Big U.S. investment banks overtook their European peers after the 2008 global financial crisis and have dominated the global market for nearly a decade now, gaining more ground in Europe too.
"We were behind [after] the financial crisis. We took a view that that was not a business we wanted to lead globally," said Orcel, who headed the investment bank business of Switzerland's UBS Group AG between 2014 and 2018.
US dominance
JPMorgan Chase & Co., The Goldman Sachs Group Inc., Citigroup Inc., Morgan Stanley and Bank of America Corp. held the top five spots in global investment banking revenues in the first half of 2022, according to Refinitiv data.
Business in Europe, the Middle East and Africa was also dominated by U.S. banks, with JP Morgan, Goldman Sachs and Citigroup the top three by revenues in the region, the data shows. France's BNP Paribas SA was the only European bank in the EMEA top five, taking fourth spot from Morgan Stanley, which dropped to fifth place in the first half.
Nevertheless, leadership in specific business segments and in Europe is not out of reach, Orcel said. Europe's market and regulatory fragmentation makes it a difficult and unattractive place in which to compete. Wall Street banks are "naturally focused" on the U.S. and Asian markets, while Europe has become "a difficult ground and unprofitable brand," Orcel said.
European banks also have an advantage in their home market because of close ties to small and medium-sized enterprises, he noted. SMEs in Europe are very difficult, if not impossible, to service for "anybody who is not local," Orcel said.
"One of the drivers of our bounce-back in revenues is fundamentally providing SMEs with hedges on rates, [foreign exchange] and commodities," he said.
SMEs account for 99% of all businesses in the EU and half of Europe's gross domestic product growth, according to European Commission data.
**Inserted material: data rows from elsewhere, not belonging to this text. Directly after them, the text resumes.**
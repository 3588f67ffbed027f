//! Serialized block markup parser.
//!
//! Blocks are delimited by HTML comments:
//!
//! ```text
//! <!-- wp:group {"tagName":"section"} --><div>...</div><!-- /wp:group -->
//! <!-- wp:test/context-level-1 /-->
//! ```

use std::sync::LazyLock;

use regex::{Captures, Regex};
use wpi_store::{Map, Value};

use crate::registry::BlockAttributes;

/// Opener, closer or void block delimiter.
static BLOCK_DELIMITER: LazyLock<Regex> = LazyLock::new(|| {
    Regex::new(
        r"(?s)<!--\s+(/)?wp:([a-z][a-z0-9_-]*(?:/[a-z][a-z0-9_-]*)?)\s+(?:(\{.*?\})\s+)?(/)?-->",
    )
    .unwrap()
});

/// Piece of a block's inner content.
#[derive(Clone, Debug, PartialEq)]
pub enum ContentPiece {
    /// Markup owned by the block itself.
    Html(String),
    /// Position of the inner block with this index.
    Block(usize),
}

/// A block parsed from serialized markup.
#[derive(Clone, Debug, Default, PartialEq)]
pub struct ParsedBlock {
    /// Fully qualified block name; `None` for freeform HTML.
    pub name: Option<String>,
    pub attributes: BlockAttributes,
    pub inner_blocks: Vec<ParsedBlock>,
    /// Inner markup interleaved with inner block positions.
    pub inner_content: Vec<ContentPiece>,
}

impl ParsedBlock {
    fn named(name: String, attributes: BlockAttributes) -> Self {
        Self {
            name: Some(name),
            attributes,
            ..Self::default()
        }
    }

    fn freeform(html: &str) -> Self {
        Self {
            inner_content: vec![ContentPiece::Html(html.to_owned())],
            ..Self::default()
        }
    }

    fn push_html(&mut self, html: &str) {
        if html.is_empty() {
            return;
        }
        if let Some(ContentPiece::Html(last)) = self.inner_content.last_mut() {
            last.push_str(html);
        } else {
            self.inner_content.push(ContentPiece::Html(html.to_owned()));
        }
    }

    fn push_block(&mut self, block: ParsedBlock) {
        self.inner_content
            .push(ContentPiece::Block(self.inner_blocks.len()));
        self.inner_blocks.push(block);
    }

    /// The block's own markup, without inner blocks.
    #[must_use]
    pub fn inner_html(&self) -> String {
        self.inner_content
            .iter()
            .filter_map(|piece| match piece {
                ContentPiece::Html(html) => Some(html.as_str()),
                ContentPiece::Block(_) => None,
            })
            .collect()
    }
}

/// Collects finished top-level blocks and the stack of open ones.
#[derive(Default)]
struct BlockParser {
    output: Vec<ParsedBlock>,
    stack: Vec<ParsedBlock>,
}

impl BlockParser {
    fn add_html(&mut self, html: &str) {
        if html.is_empty() {
            return;
        }
        match self.stack.last_mut() {
            Some(open) => open.push_html(html),
            None => self.output.push(ParsedBlock::freeform(html)),
        }
    }

    fn add_block(&mut self, block: ParsedBlock) {
        match self.stack.last_mut() {
            Some(open) => open.push_block(block),
            None => self.output.push(block),
        }
    }

    /// Close the innermost open block named `name` and everything inside
    /// it. Returns `false` if no such block is open.
    fn close(&mut self, name: &str) -> bool {
        let Some(index) = self
            .stack
            .iter()
            .rposition(|open| open.name.as_deref() == Some(name))
        else {
            return false;
        };
        while self.stack.len() > index {
            if let Some(block) = self.stack.pop() {
                self.add_block(block);
            }
        }
        true
    }

    fn finish(mut self) -> Vec<ParsedBlock> {
        while let Some(block) = self.stack.pop() {
            tracing::debug!(name = ?block.name, "Closing unterminated block at end of input");
            self.add_block(block);
        }
        self.output
    }
}

/// Parse serialized block markup into top-level blocks.
///
/// Names without a namespace get the `core/` prefix. Markup outside any
/// block becomes freeform blocks (`name == None`). Attribute JSON that does
/// not parse as an object yields empty attributes.
///
/// # Example
///
/// ```
/// use wpi_blocks::parse_blocks;
///
/// let blocks = parse_blocks(
///     "<!-- wp:paragraph --><p>Hi</p><!-- /wp:paragraph --><!-- wp:test/a {\"n\":1} /-->",
/// );
/// assert_eq!(blocks.len(), 2);
/// assert_eq!(blocks[0].name.as_deref(), Some("core/paragraph"));
/// assert_eq!(blocks[0].inner_html(), "<p>Hi</p>");
/// assert_eq!(blocks[1].name.as_deref(), Some("test/a"));
/// ```
#[must_use]
pub fn parse_blocks(document: &str) -> Vec<ParsedBlock> {
    let mut parser = BlockParser::default();
    let mut offset = 0;

    for captures in BLOCK_DELIMITER.captures_iter(document) {
        let Some(whole) = captures.get(0) else {
            continue;
        };
        parser.add_html(&document[offset..whole.start()]);
        offset = whole.end();

        let name = qualified_name(&captures[2]);
        let is_closer = captures.get(1).is_some();
        let is_void = captures.get(4).is_some();

        if is_closer {
            if !parser.close(&name) {
                tracing::debug!(%name, "Ignoring closer without matching opener");
                parser.add_html(whole.as_str());
            }
        } else {
            let block = ParsedBlock::named(name, attributes(&captures));
            if is_void {
                parser.add_block(block);
            } else {
                parser.stack.push(block);
            }
        }
    }

    parser.add_html(&document[offset..]);
    parser.finish()
}

fn qualified_name(name: &str) -> String {
    if name.contains('/') {
        name.to_owned()
    } else {
        format!("core/{name}")
    }
}

fn attributes(captures: &Captures<'_>) -> BlockAttributes {
    let Some(json) = captures.get(3) else {
        return Map::new();
    };
    match Value::from_json_str(json.as_str()) {
        Ok(Value::Map(map)) => map,
        Ok(_) | Err(_) => {
            tracing::debug!(json = json.as_str(), "Ignoring invalid block attributes");
            Map::new()
        }
    }
}

#[cfg(test)]
mod tests {
    use pretty_assertions::assert_eq;

    use super::*;

    #[test]
    fn test_void_block() {
        let blocks = parse_blocks("<!-- wp:test/context-level-1 /-->");
        assert_eq!(
            blocks,
            vec![ParsedBlock::named("test/context-level-1".to_owned(), Map::new())]
        );
    }

    #[test]
    fn test_nested_blocks_keep_positions() {
        let blocks = parse_blocks(
            r#"<!-- wp:group --><div class="wp-block-group"><!-- wp:test/a /--><!-- wp:test/b /--></div><!-- /wp:group -->"#,
        );
        assert_eq!(blocks.len(), 1);
        let group = &blocks[0];
        assert_eq!(group.name.as_deref(), Some("core/group"));
        assert_eq!(
            group.inner_content,
            vec![
                ContentPiece::Html(r#"<div class="wp-block-group">"#.to_owned()),
                ContentPiece::Block(0),
                ContentPiece::Block(1),
                ContentPiece::Html("</div>".to_owned()),
            ]
        );
        assert_eq!(group.inner_blocks[1].name.as_deref(), Some("test/b"));
    }

    #[test]
    fn test_attributes() {
        let blocks = parse_blocks(r#"<!-- wp:test/a {"label":"x","nested":{"n":1}} /-->"#);
        assert_eq!(
            blocks[0].attributes.get("label"),
            Some(&Value::from("x"))
        );
        assert_eq!(
            blocks[0].attributes.get("nested").and_then(|n| n.get("n")),
            Some(&Value::from(1_i64))
        );
    }

    #[test]
    fn test_invalid_attributes_are_empty() {
        let blocks = parse_blocks(r#"<!-- wp:test/a {"broken": } /-->"#);
        assert_eq!(blocks[0].name.as_deref(), Some("test/a"));
        assert!(blocks[0].attributes.is_empty());
    }

    #[test]
    fn test_freeform_segments() {
        let blocks = parse_blocks("<p>before</p><!-- wp:test/a /--><p>after</p>");
        assert_eq!(blocks.len(), 3);
        assert_eq!(blocks[0].name, None);
        assert_eq!(blocks[0].inner_html(), "<p>before</p>");
        assert_eq!(blocks[2].inner_html(), "<p>after</p>");
    }

    #[test]
    fn test_unclosed_block_closes_at_end() {
        let blocks = parse_blocks("<!-- wp:group --><div><!-- wp:test/a /-->");
        assert_eq!(blocks.len(), 1);
        assert_eq!(blocks[0].inner_blocks.len(), 1);
        assert_eq!(blocks[0].inner_html(), "<div>");
    }

    #[test]
    fn test_stray_closer_is_html() {
        let blocks = parse_blocks("<!-- /wp:group -->");
        assert_eq!(blocks.len(), 1);
        assert_eq!(blocks[0].name, None);
        assert_eq!(blocks[0].inner_html(), "<!-- /wp:group -->");
    }

    #[test]
    fn test_other_comments_are_html() {
        let blocks = parse_blocks("<!-- wp:paragraph --><p>a<!-- note --></p><!-- /wp:paragraph -->");
        assert_eq!(blocks[0].inner_html(), "<p>a<!-- note --></p>");
    }
}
In the U.K., 99.9% of the private sector was made up of SMEs in 2021, according to government data.
European banks have achieved strong revenue growth, especially in fixed-income, currencies and commodities, or FICC, trading in the first and second quarter of 2022.
Size matters
European banks have a good chance to lead in Europe if they focus on quality and target areas that are important for clients, but size also matters, according to Orcel. European banks are in "a completely different galaxy" in terms of scale compared with U.S. banks — a situation that can only be fixed by further cross-border consolidation in Europe.
Speaking earlier at the same conference, Deutsche Bank AG CEO Christian Sewing called for greater market integration to facilitate the creation of larger European banks that can take on foreign competitors, warning against allowing foreign banks to dominate European financial services.
Cross-border consolidation is not likely in the short- to midterm, as it requires not only a consistent regulatory and legal environment but also stable markets and a robust macro environment, according to Orcel. "At the moment everybody is preparing for shocks, not to do deals," he said.